When You're Not Sure If It Was Really Abuse: Understanding What Happened and Finding Your Way Forward
- Kate Ferrill
- Feb 5
- 9 min read

You're here because something doesn't feel right. Maybe you're constantly second-guessing yourself. Maybe you feel anxious in ways you never used to. Maybe you've started wondering if the relationship you're in (or just left) is actually healthy, even though you can't quite name what's wrong.
Here's the question you might be asking yourself, often in the quiet moments: "Was it really that bad? Or am I overreacting?"
This question itself is often the first sign that something significant has happened.
Why You Can't Tell If It Was Abuse
One of the most confusing aspects of unhealthy and abusive relationships is that they rarely look like what we've been taught abuse looks like. You might be thinking: "But he never hit me," or "She only got really angry sometimes," or "It wasn't constant; there were good days too."
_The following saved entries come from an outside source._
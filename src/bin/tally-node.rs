#![forbid(unsafe_code)]
//! Network node for tallychain

use std::env;
use std::sync::Arc;
use tallychain::node::Node;

#[tokio::main]
async fn main() -> Result<(), Box<dyn std::error::Error>> {
    let args: Vec<String> = env::args().collect();

    let mut node = Node::init().await?;

    // An optional positional port overrides config.toml, handy when
    // running several nodes side by side on one machine.
    if args.len() > 1 {
        match args[1].parse::<u16>() {
            Ok(port) => node.config.network.api_port = port,
            Err(_) => {
                eprintln!("Usage: {} [api-port]", args[0]);
                return Ok(());
            }
        }
    }

    println!(
        "⛓️  tallychain node starting (API port {})",
        node.config.network.api_port
    );

    Arc::new(node).start().await
}
//! Route handlers and the JSON shape they share.

pub mod audit;
pub mod cache;
pub mod health;
pub mod stream;

use std::collections::BTreeMap;

use serde::Serialize;
use serde_json::{Map, Value};
use sitescout_core::audit::SubScore;
use sitescout_core::{AuditResult, AuditStatus, PipelineProgress, ResultSource};

/// An [`AuditResult`] as consumers see it: details flattened into one
/// object, plus where the result came from and, on streams, progress.
#[derive(Debug, Serialize)]
#[serde(rename_all = "camelCase")]
pub struct AuditPayload {
    pub correlation_id: String,
    pub site_score: u8,
    pub status: AuditStatus,
    pub sub_scores: BTreeMap<String, SubScore>,
    pub details: Map<String, Value>,
    pub normalized_url: Option<String>,
    pub source: ResultSource,
    #[serde(skip_serializing_if = "Option::is_none")]
    pub progress: Option<PipelineProgress>,
}

impl AuditPayload {
    pub fn new(result: AuditResult, source: ResultSource) -> Self {
        Self {
            details: result.details.to_wire(),
            correlation_id: result.correlation_id,
            site_score: result.site_score,
            status: result.status,
            sub_scores: result.sub_scores,
            normalized_url: result.normalized_url,
            source,
            progress: None,
        }
    }

    pub fn with_progress(mut self, progress: PipelineProgress) -> Self {
        self.progress = Some(progress);
        self
    }
}
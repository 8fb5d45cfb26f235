//! PageSpeed Insights API client.
//!
//! The performance signal source. One GET per audited URL against
//! `runPagespeed` with the mobile strategy.
//!
//! ### API
//!
//! - **Endpoint**: `https://www.googleapis.com/pagespeedonline/v5/runPagespeed`
//! - **Authentication**: `key` query parameter. Without one no request is
//!   made and both scores are a neutral 50.
//! - **Timeout**: 60s. No retries; a non-2xx, timeout or unreadable body
//!   degrades both scores to 30.
//! - **Normalization**: see [`response`] for how the two scores are derived.

pub mod error;
pub mod response;

pub use error::PageSpeedError;
pub use response::PageSpeedApiResponse;

use async_trait::async_trait;
use reqwest::header;
use sitescout_core::AppConfig;
use std::sync::Arc;
use std::time::{Duration, Instant};
use url::Url;

use crate::signals::{PerformanceSignals, PerformanceSource};

/// Default endpoint for PageSpeed Insights v5.
const DEFAULT_BASE_URL: &str = "https://www.googleapis.com/pagespeedonline/v5/runPagespeed";

/// Default request timeout.
const DEFAULT_TIMEOUT: Duration = Duration::from_secs(60);

/// PageSpeed client configuration.
#[derive(Debug, Clone)]
pub struct PageSpeedConfig {
    /// API key; `None` or empty disables the API entirely.
    pub api_key: Option<String>,
    /// Full endpoint URL.
    pub base_url: String,
    /// Request timeout (default: 60s).
    pub timeout: Duration,
    pub user_agent: String,
}

impl Default for PageSpeedConfig {
    fn default() -> Self {
        Self {
            api_key: None,
            base_url: DEFAULT_BASE_URL.to_string(),
            timeout: DEFAULT_TIMEOUT,
            user_agent: AppConfig::default().user_agent,
        }
    }
}

impl PageSpeedConfig {
    pub fn from_app(config: &AppConfig) -> Self {
        Self {
            api_key: config.pagespeed_api_key.clone(),
            base_url: config.pagespeed_url.clone(),
            timeout: config.pagespeed_timeout(),
            user_agent: config.user_agent.clone(),
        }
    }

    fn key(&self) -> Option<&str> {
        self.api_key.as_deref().filter(|k| !k.is_empty())
    }
}

/// PageSpeed Insights API client.
#[derive(Debug, Clone)]
pub struct PageSpeedClient {
    http: reqwest::Client,
    config: PageSpeedConfig,
}

impl PageSpeedClient {
    /// Create a new PageSpeed client with the given configuration.
    pub fn new(config: PageSpeedConfig) -> Result<Self, PageSpeedError> {
        let http = reqwest::Client::builder()
            .timeout(config.timeout)
            .user_agent(&config.user_agent)
            .build()
            .map_err(|e| PageSpeedError::Network(Arc::new(e)))?;

        Ok(Self { http, config })
    }

    pub fn is_configured(&self) -> bool {
        self.config.key().is_some()
    }

    /// Run one mobile-strategy analysis of `url` with the given key.
    pub async fn run(&self, url: &Url, key: &str) -> Result<PerformanceSignals, PageSpeedError> {
        let start = Instant::now();

        tracing::debug!("requesting PageSpeed analysis for {}", url);

        let http_response = self
            .http
            .get(&self.config.base_url)
            .header(header::ACCEPT, "application/json")
            .query(&[
                ("url", url.as_str()),
                ("key", key),
                ("strategy", "mobile"),
                ("category", "performance"),
                ("category", "accessibility"),
            ])
            .send()
            .await?;

        let status = http_response.status();
        tracing::debug!("PageSpeed API response status: {}", status);

        if !status.is_success() {
            return Err(PageSpeedError::HttpError { status: status.as_u16() });
        }

        let bytes = http_response.bytes().await?;
        let api_response: PageSpeedApiResponse =
            serde_json::from_slice(&bytes).map_err(|e| PageSpeedError::Parse(e.to_string()))?;

        let signals = PerformanceSignals::from(api_response);

        tracing::debug!(
            performance = signals.performance_score,
            mobile = signals.mobile_score,
            "PageSpeed analysis completed in {:?}",
            start.elapsed()
        );

        Ok(signals)
    }
}

#[async_trait]
impl PerformanceSource for PageSpeedClient {
    async fn measure(&self, url: &Url) -> PerformanceSignals {
        let Some(key) = self.config.key() else {
            return PerformanceSignals::unconfigured();
        };

        match self.run(url, key).await {
            Ok(signals) => signals,
            Err(e) => {
                tracing::warn!(url = %url, error = %e, "PageSpeed unavailable, using degraded scores");
                PerformanceSignals::degraded(e.to_string())
            }
        }
    }
}
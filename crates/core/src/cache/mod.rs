//! TTL-bounded cache of audit results keyed by normalized URL.
//!
//! Two backends implement [`AuditStore`]:
//!
//! - [`CacheDb`]: SQLite via tokio-rusqlite, WAL mode, versioned migrations.
//!   Survives restarts.
//! - [`MemoryStore`]: a `HashMap` behind an `RwLock`, for tests and for
//!   running without a database.
//!
//! Both take their notion of "now" from a [`Clock`] so expiry can be tested
//! without sleeping. An entry older than the TTL is dead for `get` even if it
//! is still physically stored; only [`AuditStore::sweep`] deletes it.

pub mod audits;
pub mod clock;
pub mod connection;
pub mod memory;
pub mod migrations;

use async_trait::async_trait;
use chrono::{DateTime, Duration, Utc};
use serde::{Deserialize, Serialize};

pub use crate::Error;
use crate::audit::AuditResult;

pub use clock::{Clock, ManualClock, SystemClock};
pub use connection::CacheDb;
pub use memory::MemoryStore;

/// Default freshness window for cached audits.
pub const DEFAULT_TTL_DAYS: i64 = 7;

/// Entry counts reported by [`AuditStore::stats`].
#[derive(Debug, Clone, Copy, Default, PartialEq, Eq, Serialize, Deserialize)]
pub struct CacheStats {
    /// Entries physically stored, fresh or not.
    pub audits: u64,
    /// Entries that would still be served by `get`.
    pub fresh: u64,
}

/// Keyed store of audit results with TTL expiry.
///
/// Only `audited` results are ever persisted; `put` silently skips
/// `no_url` and `error` results so a transient failure cannot poison later
/// lookups. Writes replace a whole entry at once.
#[async_trait]
pub trait AuditStore: Send + Sync {
    /// Fetch a fresh entry, or `None` when absent or expired.
    async fn get(&self, url: &str) -> Result<Option<AuditResult>, Error>;

    /// Insert or replace the entry for `url`, resetting its age.
    async fn put(&self, url: &str, result: &AuditResult) -> Result<(), Error>;

    /// Delete expired entries. Returns the number removed.
    async fn sweep(&self) -> Result<u64, Error>;

    async fn stats(&self) -> Result<CacheStats, Error>;
}

/// Oldest creation time that still counts as fresh.
pub(crate) fn fresh_after(now: DateTime<Utc>, ttl: Duration) -> DateTime<Utc> {
    now - ttl
}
Here's what makes this so difficult to recognize: Abuse is not defined by a single act or even a pattern of obvious violence. Abuse is a system of control that often operates invisibly, especially to the person experiencing it.
Consider these experiences. Do any sound familiar?
You've started questioning your own perception of reality. You remember conversations or events one way, but your partner insists they happened differently and you've begun to doubt your own memory. You find yourself thinking, "Maybe I'm too sensitive" or "Maybe I did misunderstand."
You're constantly monitoring their mood. You've become an expert at reading their emotional state, adjusting your behavior to keep the peace. You know which topics to avoid, what tone to use, when to be quiet. This vigilance has become so automatic you barely notice you're doing it.
You feel responsible for their emotions. When they're upset, you immediately search for what you did wrong. Their happiness feels like your job, and their anger feels like your failure.
You've lost touch with what you think and feel. When someone asks your opinion, you hesitate. You've learned to defer to your partner's preferences so consistently that you're no longer sure what you actually want.
You're isolated, but it happened gradually. You've drifted from friends or family, often because maintaining those relationships created tension in your primary relationship. It wasn't dramatic, just a slow fade.
You're exhausted in ways that don't match your circumstances. The mental and emotional energy required to navigate the relationship leaves you depleted, even when nothing "major" is happening.
You can't imagine them accepting responsibility. If you tried to express hurt or frustration, you can predict the response: defensiveness, blame-shifting, minimizing, or turning it around so you're the one apologizing.
If you're recognizing yourself in this list, what you're experiencing has a name, even if you're not ready to call it abuse yet.

The Spectrum of Harm: It Doesn't Have to Be "Bad Enough"
One reason you might hesitate to label what happened as abuse is the belief that abuse requires certain severe elements to qualify. This is a misconception that keeps many people trapped in harmful situations.
Harm exists on a spectrum. At one end are relationships with occasional conflict and repair—normal, healthy difficulties. At the other end are relationships involving severe physical violence and overt threats. But the middle of that spectrum contains something equally damaging: coercive control.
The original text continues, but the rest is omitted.